Activity → What lines in the records below mention "repository"? List them all.

(Saved data entries)
------------------------------------------------------------

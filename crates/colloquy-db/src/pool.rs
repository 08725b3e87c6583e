//! Database connection pool management.

use std::time::{Duration, Instant};

use sqlx::postgres::{PgPool, PgPoolOptions};
use tracing::info;

use colloquy_core::{Error, Result};

/// Default maximum number of connections in the pool.
pub const DEFAULT_MAX_CONNECTIONS: u32 = 10;

/// Default connection timeout in seconds.
pub const DEFAULT_CONNECT_TIMEOUT_SECS: u64 = 30;

/// Default idle timeout in seconds.
pub const DEFAULT_IDLE_TIMEOUT_SECS: u64 = 600;

/// Pool configuration options.
#[derive(Debug, Clone)]
pub struct PoolConfig {
    /// Maximum number of connections in the pool.
    pub max_connections: u32,
    /// Minimum number of connections to maintain.
    pub min_connections: u32,
    /// Connection timeout duration.
    pub connect_timeout: Duration,
    /// Idle connection timeout duration.
    pub idle_timeout: Duration,
}

impl Default for PoolConfig {
    fn default() -> Self {
        Self {
            max_connections: DEFAULT_MAX_CONNECTIONS,
            min_connections: 1,
            connect_timeout: Duration::from_secs(DEFAULT_CONNECT_TIMEOUT_SECS),
            idle_timeout: Duration::from_secs(DEFAULT_IDLE_TIMEOUT_SECS),
        }
    }
}

impl PoolConfig {
    /// Create a new pool configuration with default values.
    pub fn new() -> Self {
        Self::default()
    }

    /// Set the maximum number of connections.
    pub fn max_connections(mut self, n: u32) -> Self {
        self.max_connections = n;
        self
    }

    /// Set the minimum number of connections.
    pub fn min_connections(mut self, n: u32) -> Self {
        self.min_connections = n;
        self
    }

    /// Set the connection timeout.
    pub fn connect_timeout(mut self, timeout: Duration) -> Self {
        self.connect_timeout = timeout;
        self
    }

    /// Set the idle connection timeout.
    pub fn idle_timeout(mut self, timeout: Duration) -> Self {
        self.idle_timeout = timeout;
        self
    }
}

/// Create a new PostgreSQL connection pool with default configuration.
pub async fn create_pool(database_url: &str) -> Result<PgPool> {
    create_pool_with_config(database_url, PoolConfig::default()).await
}

/// Create a new PostgreSQL connection pool with custom configuration.
pub async fn create_pool_with_config(database_url: &str, config: PoolConfig) -> Result<PgPool> {
    let start = Instant::now();

    info!(
        subsystem = "db",
        component = "pool",
        op = "create",
        max_connections = config.max_connections,
        min_connections = config.min_connections,
        connect_timeout_secs = config.connect_timeout.as_secs(),
        "Creating database connection pool"
    );

    let pool = PgPoolOptions::new()
        .max_connections(config.max_connections)
        .min_connections(config.min_connections)
        .acquire_timeout(config.connect_timeout)
        .idle_timeout(config.idle_timeout)
        .connect(database_url)
        .await
        .map_err(Error::Database)?;

    info!(
        subsystem = "db",
        component = "pool",
        op = "established",
        pool_size = pool.size(),
        pool_idle = pool.num_idle(),
        duration_ms = start.elapsed().as_millis() as u64,
        "Database connection pool established"
    );
    Ok(pool)
}

#[cfg(test)]
mod tests {
    use super::*;

    #[test]
    fn test_default_max_connections() {
        assert_eq!(DEFAULT_MAX_CONNECTIONS, 10);
    }

    #[test]
    fn test_pool_config_builder() {
        let config = PoolConfig::new()
            .max_connections(20)
            .min_connections(5)
            .connect_timeout(Duration::from_secs(60));

        assert_eq!(config.max_connections, 20);
        assert_eq!(config.min_connections, 5);
        assert_eq!(config.connect_timeout, Duration::from_secs(60));
    }
}
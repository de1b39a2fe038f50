//! Posterior-predictive simulation for uncertainty intervals.

use ndarray::{Array1, Array2};
use rand::rngs::StdRng;
use rand::Rng;
use rand_distr::{Distribution, Exp1, Poisson, StandardNormal};

use crate::core::optimizer::Draw;
use crate::core::trend::Growth;

const LAPLACE_SCALE_EPS: f64 = 1e-8;

/// Percentile with linear interpolation between order statistics, `q` in [0, 100].
pub fn percentile(values: &[f64], q: f64) -> f64 {
    if values.is_empty() {
        return f64::NAN;
    }
    let mut sorted = values.to_vec();
    sorted.sort_by(|a, b| a.total_cmp(b));
    let pos = (q / 100.0).clamp(0.0, 1.0) * (sorted.len() - 1) as f64;
    let lo = pos.floor() as usize;
    let hi = pos.ceil() as usize;
    let frac = pos - lo as f64;
    sorted[lo] + (sorted[hi] - sorted[lo]) * frac
}

/// Per-row percentile across sample paths (`samples[s][row]`).
pub fn row_percentiles(samples: &[Vec<f64>], q: f64) -> Vec<f64> {
    let n_rows = samples.first().map_or(0, |s| s.len());
    let mut column = Vec::with_capacity(samples.len());
    (0..n_rows)
        .map(|i| {
            column.clear();
            column.extend(samples.iter().map(|s| s[i]));
            percentile(&column, q)
        })
        .collect()
}

/// Lower and upper percentile levels for an interval width.
pub fn interval_levels(interval_width: f64) -> (f64, f64) {
    (
        100.0 * (1.0 - interval_width) / 2.0,
        100.0 * (1.0 + interval_width) / 2.0,
    )
}

/// Laplace(0, scale): an Exp(1/scale) magnitude with a random sign.
pub fn sample_laplace(rng: &mut StdRng, scale: f64) -> f64 {
    let magnitude: f64 = Exp1.sample(rng);
    let sign = if rng.gen::<bool>() { 1.0 } else { -1.0 };
    sign * scale * magnitude
}

/// Rows to simulate over, in scaled time and model units.
pub struct SimulationInputs<'a> {
    pub growth: Growth,
    pub t: &'a [f64],
    pub cap_scaled: &'a [f64],
    pub floor: &'a [f64],
    pub t_change: &'a [f64],
    pub x: &'a Array2<f64>,
    pub s_a: &'a [f64],
    pub s_m: &'a [f64],
    pub y_scale: f64,
}

/// Simulated paths in original units, `[sample][row]`.
#[derive(Debug, Clone, Default)]
pub struct SimulatedPaths {
    pub yhat: Vec<Vec<f64>>,
    pub trend: Vec<Vec<f64>>,
}

/// Replicates simulated for each posterior draw.
pub fn samples_per_draw(uncertainty_samples: usize, n_draws: usize) -> usize {
    if n_draws == 0 {
        return 0;
    }
    uncertainty_samples.div_ceil(n_draws).max(1)
}

impl SimulationInputs<'_> {
    /// Trend for one draw with freshly sampled future changepoints, in
    /// original units.
    pub fn sample_predictive_trend(&self, draw: &Draw, rng: &mut StdRng) -> Vec<f64> {
        let t_max = self.t.iter().copied().fold(f64::NEG_INFINITY, f64::max);
        let n_hist = self.t_change.len();

        let mut t_change = self.t_change.to_vec();
        let mut delta = draw.delta.clone();
        if t_max > 1.0 {
            let rate = n_hist as f64 * (t_max - 1.0);
            let n_new = match Poisson::new(rate) {
                Ok(poisson) => poisson.sample(rng) as usize,
                Err(_) => 0,
            };
            if n_new > 0 {
                let mean_abs = if draw.delta.is_empty() {
                    0.0
                } else {
                    draw.delta.iter().map(|d| d.abs()).sum::<f64>() / draw.delta.len() as f64
                };
                let scale = mean_abs + LAPLACE_SCALE_EPS;
                let mut new_t: Vec<f64> = (0..n_new).map(|_| rng.gen_range(1.0..t_max)).collect();
                new_t.sort_by(|a, b| a.total_cmp(b));
                t_change.extend(new_t);
                delta.extend((0..n_new).map(|_| sample_laplace(rng, scale)));
            }
        }

        self.growth
            .evaluate(self.t, self.cap_scaled, draw.k, draw.m, &delta, &t_change)
            .into_iter()
            .zip(self.floor)
            .map(|(v, f)| v * self.y_scale + f)
            .collect()
    }

    /// One simulated `(yhat, trend)` path for a draw.
    pub fn sample_path(&self, draw: &Draw, rng: &mut StdRng) -> (Vec<f64>, Vec<f64>) {
        let trend = self.sample_predictive_trend(draw, rng);
        let beta_a: Array1<f64> = draw.beta.iter().zip(self.s_a).map(|(b, a)| b * a).collect();
        let beta_m: Array1<f64> = draw.beta.iter().zip(self.s_m).map(|(b, m)| b * m).collect();
        let xb_a = self.x.dot(&beta_a);
        let xb_m = self.x.dot(&beta_m);
        let noise_scale = draw.sigma_obs * self.y_scale;
        let yhat = trend
            .iter()
            .enumerate()
            .map(|(i, &tr)| {
                let noise: f64 = rng.sample(StandardNormal);
                tr * (1.0 + xb_m[i]) + self.y_scale * xb_a[i] + noise * noise_scale
            })
            .collect();
        (yhat, trend)
    }

    /// Simulate `samples_per_draw` paths for every draw.
    pub fn simulate(&self, draws: &[Draw], uncertainty_samples: usize, rng: &mut StdRng) -> SimulatedPaths {
        let per_draw = samples_per_draw(uncertainty_samples, draws.len());
        let mut paths = SimulatedPaths {
            yhat: Vec::with_capacity(per_draw * draws.len()),
            trend: Vec::with_capacity(per_draw * draws.len()),
        };
        for draw in draws {
            for _ in 0..per_draw {
                let (yhat, trend) = self.sample_path(draw, rng);
                paths.yhat.push(yhat);
                paths.trend.push(trend);
            }
        }
        paths
    }
}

------------------------------------------------------------

Solution for this task →
repository 08725b3e87c6583e
repository de1b39a2fe038f50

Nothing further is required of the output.